**TASK PROMPT:**
For each line below that contains the word "collect", return that line.

* * *

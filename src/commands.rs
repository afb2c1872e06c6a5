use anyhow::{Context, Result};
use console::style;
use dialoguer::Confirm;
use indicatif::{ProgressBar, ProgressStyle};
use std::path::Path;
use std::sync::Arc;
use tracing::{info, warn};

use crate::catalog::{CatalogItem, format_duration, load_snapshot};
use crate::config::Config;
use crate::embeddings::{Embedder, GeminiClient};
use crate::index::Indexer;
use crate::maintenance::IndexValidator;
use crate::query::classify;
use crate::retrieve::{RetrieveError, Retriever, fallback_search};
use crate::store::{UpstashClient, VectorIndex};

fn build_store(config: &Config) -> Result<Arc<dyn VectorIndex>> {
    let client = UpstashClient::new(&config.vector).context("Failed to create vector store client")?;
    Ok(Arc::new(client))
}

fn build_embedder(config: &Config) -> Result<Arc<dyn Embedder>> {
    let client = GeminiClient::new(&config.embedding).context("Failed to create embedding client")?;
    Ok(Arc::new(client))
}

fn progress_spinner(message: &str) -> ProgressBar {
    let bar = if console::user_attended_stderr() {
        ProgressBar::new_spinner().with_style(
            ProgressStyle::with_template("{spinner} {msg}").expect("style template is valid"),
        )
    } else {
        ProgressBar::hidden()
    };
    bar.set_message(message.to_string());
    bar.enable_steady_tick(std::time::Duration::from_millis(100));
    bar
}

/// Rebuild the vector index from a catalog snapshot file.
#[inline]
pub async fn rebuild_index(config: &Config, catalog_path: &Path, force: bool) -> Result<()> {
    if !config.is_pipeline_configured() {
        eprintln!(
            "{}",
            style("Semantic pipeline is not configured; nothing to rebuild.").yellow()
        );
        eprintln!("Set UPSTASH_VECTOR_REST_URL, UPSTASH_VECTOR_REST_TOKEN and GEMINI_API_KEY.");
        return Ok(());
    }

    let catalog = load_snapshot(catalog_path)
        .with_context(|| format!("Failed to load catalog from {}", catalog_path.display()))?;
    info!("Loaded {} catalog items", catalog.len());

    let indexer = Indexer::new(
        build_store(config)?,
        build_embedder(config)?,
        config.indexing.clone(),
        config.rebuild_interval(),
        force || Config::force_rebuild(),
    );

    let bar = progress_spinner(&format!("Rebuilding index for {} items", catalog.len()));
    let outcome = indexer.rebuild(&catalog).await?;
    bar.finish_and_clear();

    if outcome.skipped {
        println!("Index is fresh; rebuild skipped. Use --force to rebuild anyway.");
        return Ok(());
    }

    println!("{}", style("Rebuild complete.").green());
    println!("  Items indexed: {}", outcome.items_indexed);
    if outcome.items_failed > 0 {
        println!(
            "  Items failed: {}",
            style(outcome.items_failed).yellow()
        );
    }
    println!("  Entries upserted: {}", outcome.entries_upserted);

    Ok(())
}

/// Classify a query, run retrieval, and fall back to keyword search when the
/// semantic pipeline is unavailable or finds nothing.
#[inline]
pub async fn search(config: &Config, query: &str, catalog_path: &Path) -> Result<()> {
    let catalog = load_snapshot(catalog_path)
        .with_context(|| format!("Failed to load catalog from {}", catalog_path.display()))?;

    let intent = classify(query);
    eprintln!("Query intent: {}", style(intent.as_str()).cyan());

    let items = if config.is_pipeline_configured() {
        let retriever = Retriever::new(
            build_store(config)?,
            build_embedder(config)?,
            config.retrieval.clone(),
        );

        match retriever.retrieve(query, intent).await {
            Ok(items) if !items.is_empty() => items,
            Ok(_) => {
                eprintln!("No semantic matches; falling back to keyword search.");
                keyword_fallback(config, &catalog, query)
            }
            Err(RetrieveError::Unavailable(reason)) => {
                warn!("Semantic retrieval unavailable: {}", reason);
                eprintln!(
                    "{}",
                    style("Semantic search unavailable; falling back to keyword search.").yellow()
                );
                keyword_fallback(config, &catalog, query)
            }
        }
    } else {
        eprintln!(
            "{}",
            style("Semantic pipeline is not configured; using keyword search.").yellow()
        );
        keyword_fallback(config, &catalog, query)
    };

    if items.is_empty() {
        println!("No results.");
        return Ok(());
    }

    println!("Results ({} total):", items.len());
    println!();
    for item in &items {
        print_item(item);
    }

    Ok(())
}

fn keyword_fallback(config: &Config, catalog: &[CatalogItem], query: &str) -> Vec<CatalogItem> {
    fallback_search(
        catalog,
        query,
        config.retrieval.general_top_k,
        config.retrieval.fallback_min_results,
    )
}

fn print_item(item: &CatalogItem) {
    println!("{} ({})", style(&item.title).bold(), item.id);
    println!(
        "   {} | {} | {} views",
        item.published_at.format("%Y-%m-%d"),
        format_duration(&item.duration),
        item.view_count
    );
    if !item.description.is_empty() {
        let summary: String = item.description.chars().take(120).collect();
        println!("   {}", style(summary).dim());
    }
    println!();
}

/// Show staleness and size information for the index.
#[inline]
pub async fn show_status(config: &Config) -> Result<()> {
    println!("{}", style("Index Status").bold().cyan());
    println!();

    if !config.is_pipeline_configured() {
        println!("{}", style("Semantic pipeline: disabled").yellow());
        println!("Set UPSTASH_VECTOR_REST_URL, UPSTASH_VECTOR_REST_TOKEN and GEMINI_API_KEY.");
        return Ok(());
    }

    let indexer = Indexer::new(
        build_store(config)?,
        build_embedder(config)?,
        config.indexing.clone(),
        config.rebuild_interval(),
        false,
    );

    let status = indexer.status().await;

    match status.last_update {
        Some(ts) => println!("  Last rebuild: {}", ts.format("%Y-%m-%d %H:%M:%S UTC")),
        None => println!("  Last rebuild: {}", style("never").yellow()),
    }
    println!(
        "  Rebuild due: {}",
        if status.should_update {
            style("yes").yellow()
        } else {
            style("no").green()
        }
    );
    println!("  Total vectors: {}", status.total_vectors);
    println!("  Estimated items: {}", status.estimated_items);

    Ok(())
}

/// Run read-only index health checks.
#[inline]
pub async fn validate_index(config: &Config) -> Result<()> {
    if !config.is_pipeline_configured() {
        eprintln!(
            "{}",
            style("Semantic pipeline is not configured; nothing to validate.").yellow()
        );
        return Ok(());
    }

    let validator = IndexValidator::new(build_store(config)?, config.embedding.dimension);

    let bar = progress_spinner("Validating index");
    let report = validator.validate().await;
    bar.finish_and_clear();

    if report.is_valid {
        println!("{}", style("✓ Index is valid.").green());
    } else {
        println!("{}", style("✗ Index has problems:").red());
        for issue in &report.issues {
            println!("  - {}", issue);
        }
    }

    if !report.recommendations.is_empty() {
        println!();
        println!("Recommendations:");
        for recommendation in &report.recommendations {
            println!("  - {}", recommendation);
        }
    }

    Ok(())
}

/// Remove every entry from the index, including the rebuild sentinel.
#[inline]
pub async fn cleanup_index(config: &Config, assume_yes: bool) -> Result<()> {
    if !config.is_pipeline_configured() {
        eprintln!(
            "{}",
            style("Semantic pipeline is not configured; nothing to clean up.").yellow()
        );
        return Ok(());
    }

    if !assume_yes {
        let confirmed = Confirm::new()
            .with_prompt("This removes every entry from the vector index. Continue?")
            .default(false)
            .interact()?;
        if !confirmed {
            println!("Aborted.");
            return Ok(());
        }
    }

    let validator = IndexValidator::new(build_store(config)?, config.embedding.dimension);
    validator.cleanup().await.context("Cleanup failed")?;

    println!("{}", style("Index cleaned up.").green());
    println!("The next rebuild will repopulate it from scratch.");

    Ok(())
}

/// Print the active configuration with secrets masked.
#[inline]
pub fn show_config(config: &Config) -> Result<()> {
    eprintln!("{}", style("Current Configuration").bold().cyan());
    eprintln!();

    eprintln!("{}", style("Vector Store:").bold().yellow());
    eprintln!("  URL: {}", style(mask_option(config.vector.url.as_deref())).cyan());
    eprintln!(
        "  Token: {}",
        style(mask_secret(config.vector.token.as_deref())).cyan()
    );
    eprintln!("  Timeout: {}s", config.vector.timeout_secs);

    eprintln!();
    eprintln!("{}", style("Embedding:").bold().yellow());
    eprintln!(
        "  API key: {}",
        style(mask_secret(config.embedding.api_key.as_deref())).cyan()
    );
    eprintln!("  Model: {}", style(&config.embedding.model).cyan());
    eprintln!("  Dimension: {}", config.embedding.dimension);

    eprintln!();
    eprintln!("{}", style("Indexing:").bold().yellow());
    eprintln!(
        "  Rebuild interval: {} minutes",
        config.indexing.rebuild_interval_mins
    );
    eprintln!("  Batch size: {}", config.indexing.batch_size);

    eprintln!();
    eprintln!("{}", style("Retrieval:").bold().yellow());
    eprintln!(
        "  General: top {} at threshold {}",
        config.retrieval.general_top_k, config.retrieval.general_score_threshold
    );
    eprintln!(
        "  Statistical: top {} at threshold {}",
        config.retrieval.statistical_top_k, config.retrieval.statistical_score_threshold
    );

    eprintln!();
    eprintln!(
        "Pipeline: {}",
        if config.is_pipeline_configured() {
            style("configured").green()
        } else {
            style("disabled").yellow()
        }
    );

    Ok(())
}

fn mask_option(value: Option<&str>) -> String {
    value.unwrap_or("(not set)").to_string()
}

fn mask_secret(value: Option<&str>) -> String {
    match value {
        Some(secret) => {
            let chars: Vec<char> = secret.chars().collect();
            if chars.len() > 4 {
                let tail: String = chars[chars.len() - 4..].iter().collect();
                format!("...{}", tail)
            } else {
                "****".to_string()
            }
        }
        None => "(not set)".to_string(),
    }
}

* * *

**ANSWER FOR THIS EXERCISE:**
        let summary: String = item.description.chars().take(120).collect();
            let chars: Vec<char> = secret.chars().collect();
                let tail: String = chars[chars.len() - 4..].iter().collect();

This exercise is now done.